Puncaknya, pada 8 Januari 2026, terbit surat resmi yang menyatakan IMB tahun 1993 tetap “SAH”. Ini adalah sebuah akrobat hukum yang mencengangkan. Bagaimana mungkin IMB tahun 1993 dijadikan tameng untuk melegalkan struktur bangunan baru dua lantai yang dibangun pada tahun 2024? Apakah hukum kita mengenal mesin waktu, sehingga izin masa lalu bisa mencakup pelanggaran di masa depan?

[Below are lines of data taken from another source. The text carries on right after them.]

//! Client session: dial, id acquisition, addressed send/receive,
//! keep-alives. TLS composes externally by wrapping the dialer.

use std::net::SocketAddr;
use std::sync::atomic::{AtomicBool, Ordering};

use anyhow::Context;
use async_trait::async_trait;
use rustls::pki_types::ServerName;
use tokio::io::{AsyncRead, AsyncWrite, AsyncWriteExt, ReadHalf, WriteHalf};
use tokio::net::TcpStream;
use tokio::sync::Mutex;
use tokio_rustls::TlsConnector;

use crate::config::ReconnectPolicy;
use crate::frame::{read_frame, write_frame, Frame, Message};
use crate::ids::PeerId;
use crate::tls::pinned_connector;

pub trait AsyncIo: AsyncRead + AsyncWrite + Unpin + Send {}
impl<T> AsyncIo for T where T: AsyncRead + AsyncWrite + Unpin + Send {}

pub type BoxedStream = Box<dyn AsyncIo>;

/// Produces connected bidirectional byte streams. The client takes a dialer
/// rather than a host/port so TLS (or any future transport) can be layered
/// on from the outside.
#[async_trait]
pub trait Dialer: Send + Sync {
    async fn dial(&self) -> anyhow::Result<BoxedStream>;
}

/// Plain TCP dialer.
pub struct TcpDialer {
    pub addr: SocketAddr,
}

#[async_trait]
impl Dialer for TcpDialer {
    async fn dial(&self) -> anyhow::Result<BoxedStream> {
        let stream = TcpStream::connect(self.addr)
            .await
            .with_context(|| format!("dial {}", self.addr))?;
        Ok(Box::new(stream) as BoxedStream)
    }
}

/// Upgrades every stream dialed by `inner` to TLS, trusting exactly the
/// certificate supplied in PEM form.
pub struct SecuredDialer<D> {
    inner: D,
    connector: TlsConnector,
    server_name: ServerName<'static>,
}

impl<D: Dialer> SecuredDialer<D> {
    pub fn new(inner: D, cert_pem: &str, server_name: &str) -> anyhow::Result<Self> {
        let connector = pinned_connector(cert_pem)?;
        let server_name =
            ServerName::try_from(server_name.to_string()).context("invalid tls server name")?;
        Ok(Self {
            inner,
            connector,
            server_name,
        })
    }
}

#[async_trait]
impl<D: Dialer> Dialer for SecuredDialer<D> {
    async fn dial(&self) -> anyhow::Result<BoxedStream> {
        let stream = self.inner.dial().await?;
        let stream = self
            .connector
            .connect(self.server_name.clone(), stream)
            .await
            .context("tls handshake")?;
        Ok(Box::new(stream) as BoxedStream)
    }
}

/// A connected relay session.
///
/// `send` and `receive` may be used concurrently from independent tasks;
/// each side is serialized internally.
pub struct Client {
    id: PeerId,
    reader: Mutex<ReadHalf<BoxedStream>>,
    writer: Mutex<WriteHalf<BoxedStream>>,
    closed: AtomicBool,
}

impl Client {
    /// Dial the relay and read the identity frame. The whole attempt is
    /// retried up to `policy.attempts` times with doubling backoff.
    pub async fn connect(dialer: &dyn Dialer, policy: &ReconnectPolicy) -> anyhow::Result<Client> {
        let mut attempt = 0;
        loop {
            match Self::try_connect(dialer).await {
                Ok(client) => return Ok(client),
                Err(err) if attempt < policy.attempts => {
                    tracing::debug!(attempt, error = %err, "connect failed, retrying");
                    tokio::time::sleep(policy.backoff(attempt)).await;
                    attempt += 1;
                }
                Err(err) => {
                    return Err(err.context(format!(
                        "connect failed after {} attempt(s)",
                        attempt + 1
                    )));
                }
            }
        }
    }

    async fn try_connect(dialer: &dyn Dialer) -> anyhow::Result<Client> {
        let mut stream = dialer.dial().await?;
        let identity = read_frame(&mut stream)
            .await
            .context("read identity frame")?;
        let (reader, writer) = tokio::io::split(stream);
        Ok(Client {
            id: identity.address,
            reader: Mutex::new(reader),
            writer: Mutex::new(writer),
            closed: AtomicBool::new(false),
        })
    }

    /// The id the server assigned to this session.
    pub fn id(&self) -> PeerId {
        self.id
    }

    /// Send `body` to the peer identified by `recipient`. An oversize body
    /// is rejected without disturbing the connection.
    pub async fn send(&self, recipient: PeerId, body: &[u8]) -> anyhow::Result<()> {
        if self.closed.load(Ordering::SeqCst) {
            anyhow::bail!("client is closed");
        }
        let frame = Frame::new(recipient, body.to_vec());
        let mut writer = self.writer.lock().await;
        write_frame(&mut *writer, &frame).await?;
        Ok(())
    }

    /// Emit a keep-alive frame. The server accepts and discards it; its only
    /// purpose is to defeat idle-connection reaping by middleboxes.
    pub async fn send_keep_alive(&self) -> anyhow::Result<()> {
        if self.closed.load(Ordering::SeqCst) {
            anyhow::bail!("client is closed");
        }
        let mut writer = self.writer.lock().await;
        write_frame(&mut *writer, &Frame::keepalive()).await?;
        Ok(())
    }

    /// Receive the next relayed message. The identity frame is consumed by
    /// [`Client::connect`] and never surfaced here.
    pub async fn receive(&self) -> anyhow::Result<Message> {
        let mut reader = self.reader.lock().await;
        let frame = read_frame(&mut *reader).await.context("receive frame")?;
        Ok(Message {
            from: frame.address,
            body: frame.body,
        })
    }

    /// Close the session. Idempotent; subsequent sends fail fast.
    pub async fn close(&self) {
        if self.closed.swap(true, Ordering::SeqCst) {
            return;
        }
        let mut writer = self.writer.lock().await;
        let _ = writer.shutdown().await;
    }
}
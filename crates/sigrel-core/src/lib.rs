pub mod client;
pub mod config;
pub mod frame;
pub mod ids;
pub mod registry;
pub mod server;
pub mod tls;

pub use client::{AsyncIo, BoxedStream, Client, Dialer, SecuredDialer, TcpDialer};
pub use config::{ReconnectPolicy, ServerConfig};
pub use frame::{
    encode_frame, read_frame, write_frame, Frame, FrameError, Message, FRAME_OVERHEAD,
    KEEPALIVE_BODY, MAX_BODY_BYTES,
};
pub use ids::{PeerId, PEER_ID_LENGTH};
pub use registry::{Outbound, PeerRegistry};
pub use server::{Listener, Server};
pub use tls::{acceptor_from_pem_files, generate_self_signed_pem, pinned_connector};

#[cfg(test)]
mod conformance;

Manipulasi Ambiguitas dan Penyerobotan Aset Negara
Surat resmi tersebut sengaja dibuat ambigu tanpa menyebutkan batas-batas persil yang jelas. Ini bukan sekadar ketidaktelitian administratif, melainkan diduga sebagai upaya sistematis untuk mengaburkan pendudukan Aset Negara. Sempadan sungai adalah milik publik yang dilindungi oleh UU Sumber Daya Air. Ketika pejabat memberikan “karpet merah” bagi korporasi untuk membangun di zona terlarang, saat itulah kedaulatan hukum sedang digadaikan.

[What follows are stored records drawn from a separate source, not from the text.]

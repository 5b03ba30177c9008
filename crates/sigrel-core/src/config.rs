// Copyright (c) 2024-2026 Vanyo Vanev / Tech Art Ltd
// SPDX-License-Identifier: MPL-2.0
//
// This Source Code Form is subject to the terms of the Mozilla Public
// License, v. 2.0. If a copy of the MPL was not distributed with this
// file, You can obtain one at https://mozilla.org/MPL/2.0/.
use std::time::Duration;

/// Tunables for the relay server.
#[derive(Debug, Clone)]
pub struct ServerConfig {
    /// Capacity, in frames, of each connection's outbound queue. A peer
    /// whose queue is full when a frame is offered is considered
    /// unresponsive and gets disconnected.
    pub outbound_queue_frames: usize,
}

impl Default for ServerConfig {
    fn default() -> Self {
        Self {
            outbound_queue_frames: 100,
        }
    }
}

/// Retry schedule for [`Client::connect`](crate::client::Client::connect).
///
/// `attempts` counts retries after the first failure; zero means a single
/// try. The delay doubles per consecutive failure and is capped at
/// `max_backoff`.
#[derive(Debug, Clone)]
pub struct ReconnectPolicy {
    pub attempts: usize,
    pub backoff_base: Duration,
    pub max_backoff: Duration,
}

impl Default for ReconnectPolicy {
    fn default() -> Self {
        Self {
            attempts: 0,
            backoff_base: Duration::from_millis(300),
            max_backoff: Duration::from_secs(8),
        }
    }
}

impl ReconnectPolicy {
    /// Delay before retry number `attempt` (zero-based).
    pub(crate) fn backoff(&self, attempt: usize) -> Duration {
        let exp = attempt.min(8) as u32;
        let factor = 1u32 << exp;
        self.backoff_base.saturating_mul(factor).min(self.max_backoff)
    }
}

Berikut adalah fakta kronologis yang membongkar manipulasi tersebut:
KRONOLOGI MANIPULASI & PEMBIARAN (2023–2026)
• TAHUN 1993 (Awal Izin): Diterbitkan IMB awal yang terikat pada batas tanah milik sesuai sertifikat dan wajib tunduk pada larangan bangunan di sempadan sungai (UU No. 11/1974).

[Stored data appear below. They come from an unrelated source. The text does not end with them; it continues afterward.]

// Copyright (c) 2024-2026 Vanyo Vanev / Tech Art Ltd
// SPDX-License-Identifier: MPL-2.0
//
// This Source Code Form is subject to the terms of the Mozilla Public
// License, v. 2.0. If a copy of the MPL was not distributed with this
// file, You can obtain one at https://mozilla.org/MPL/2.0/.
use std::fmt;
use std::str::FromStr;

use uuid::Uuid;

/// Size of a peer id on the wire, in bytes.
pub const PEER_ID_LENGTH: usize = 16;

/// Identifier for a connected peer: a random type-4 UUID.
///
/// On the wire a peer id travels as two 64-bit little-endian words, which
/// coincides with the UUID's raw byte order. The text form is the canonical
/// hyphenated UUID string.
#[derive(Debug, Clone, Copy, PartialEq, Eq, Hash)]
pub struct PeerId(Uuid);

impl PeerId {
    /// Generate a fresh random peer id.
    pub fn random() -> Self {
        Self(Uuid::new_v4())
    }

    /// The all-zero id, used as the keep-alive address and never assigned
    /// to a peer.
    pub const fn zero() -> Self {
        Self(Uuid::nil())
    }

    pub fn is_zero(&self) -> bool {
        self.0.is_nil()
    }

    /// Serialize as two 64-bit little-endian words.
    pub fn to_wire(&self) -> [u8; PEER_ID_LENGTH] {
        let (lo, hi) = self.as_words();
        let mut out = [0u8; PEER_ID_LENGTH];
        out[..8].copy_from_slice(&lo.to_le_bytes());
        out[8..].copy_from_slice(&hi.to_le_bytes());
        out
    }

    /// Inverse of [`PeerId::to_wire`].
    pub fn from_wire(bytes: [u8; PEER_ID_LENGTH]) -> Self {
        let mut lo = [0u8; 8];
        let mut hi = [0u8; 8];
        lo.copy_from_slice(&bytes[..8]);
        hi.copy_from_slice(&bytes[8..]);
        Self::from_words(u64::from_le_bytes(lo), u64::from_le_bytes(hi))
    }

    fn as_words(&self) -> (u64, u64) {
        let bytes = self.0.into_bytes();
        let mut lo = [0u8; 8];
        let mut hi = [0u8; 8];
        lo.copy_from_slice(&bytes[..8]);
        hi.copy_from_slice(&bytes[8..]);
        (u64::from_le_bytes(lo), u64::from_le_bytes(hi))
    }

    fn from_words(lo: u64, hi: u64) -> Self {
        let mut bytes = [0u8; PEER_ID_LENGTH];
        bytes[..8].copy_from_slice(&lo.to_le_bytes());
        bytes[8..].copy_from_slice(&hi.to_le_bytes());
        Self(Uuid::from_bytes(bytes))
    }
}

impl fmt::Display for PeerId {
    fn fmt(&self, f: &mut fmt::Formatter<'_>) -> fmt::Result {
        write!(f, "{}", self.0.hyphenated())
    }
}

impl FromStr for PeerId {
    type Err = uuid::Error;

    fn from_str(s: &str) -> Result<Self, Self::Err> {
        Ok(Self(Uuid::parse_str(s)?))
    }
}
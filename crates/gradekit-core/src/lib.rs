//! gradekit-core — Core essay grading and plagiarism screening engine.
//!
//! This crate defines the text-analysis pipeline, the data model, and the
//! scoring logic that the entire gradekit system builds on.

pub mod engine;
pub mod error;
pub mod grader;
pub mod keywords;
pub mod model;
pub mod parser;
pub mod plagiarism;
pub mod report;
pub mod text;
pub mod vectorize;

• 2023 – 2024 (Pelanggaran Fisik): PT Bernofarm membangun struktur baru (termasuk unit outdoor AC 2 lantai) yang nyata-nyata berdiri di atas Garis Sempadan Sungai (GSS)/Tanah Negara. Laporan keberatan warga diabaikan.
• 2025 (Pembiaran Terencana): Dinas P2CKTR dan PU-BMSDA Sidoarjo tidak melakukan penyegelan maupun pembongkaran. Ada pembiaran hingga bangunan selesai 90%.
• 8 JANUARI 2026 (Manipulasi Hukum): Kepala Dinas P2CKTR menerbitkan Surat Nomor 000/40/438.5.4/2026 yang menyatakan IMB 1993 tetap “SAH” sebagai upaya memutihkan bangunan baru tahun 2024. Surat ini sengaja tidak mencantumkan batas bidang untuk menutupi penyerobotan tanah negara.
24 JANUARI 2026 (Eskalasi): Laporan resmi diajukan ke KPK dan Mendagri karena hukum di tingkat daerah diduga telah “dibajak” oleh kepentingan korporasi.
Negara Tidak Boleh Kalah
Jika warga kecil membangun lapak di pinggir jalan, penggusuran dilakukan dalam hitungan jam. Namun, ketika korporasi besar menduduki sempadan sungai, pejabat justru sibuk mencari celah pasal sebagai “tameng”. Kita tidak boleh diam. Ini bukan hanya soal bangunan, ini soal integritas pejabat publik dalam menjaga kekayaan negara. Jangan sampai rakyat merasa asing di negeri sendiri karena hukum hanya berpihak pada mereka yang punya kuasa.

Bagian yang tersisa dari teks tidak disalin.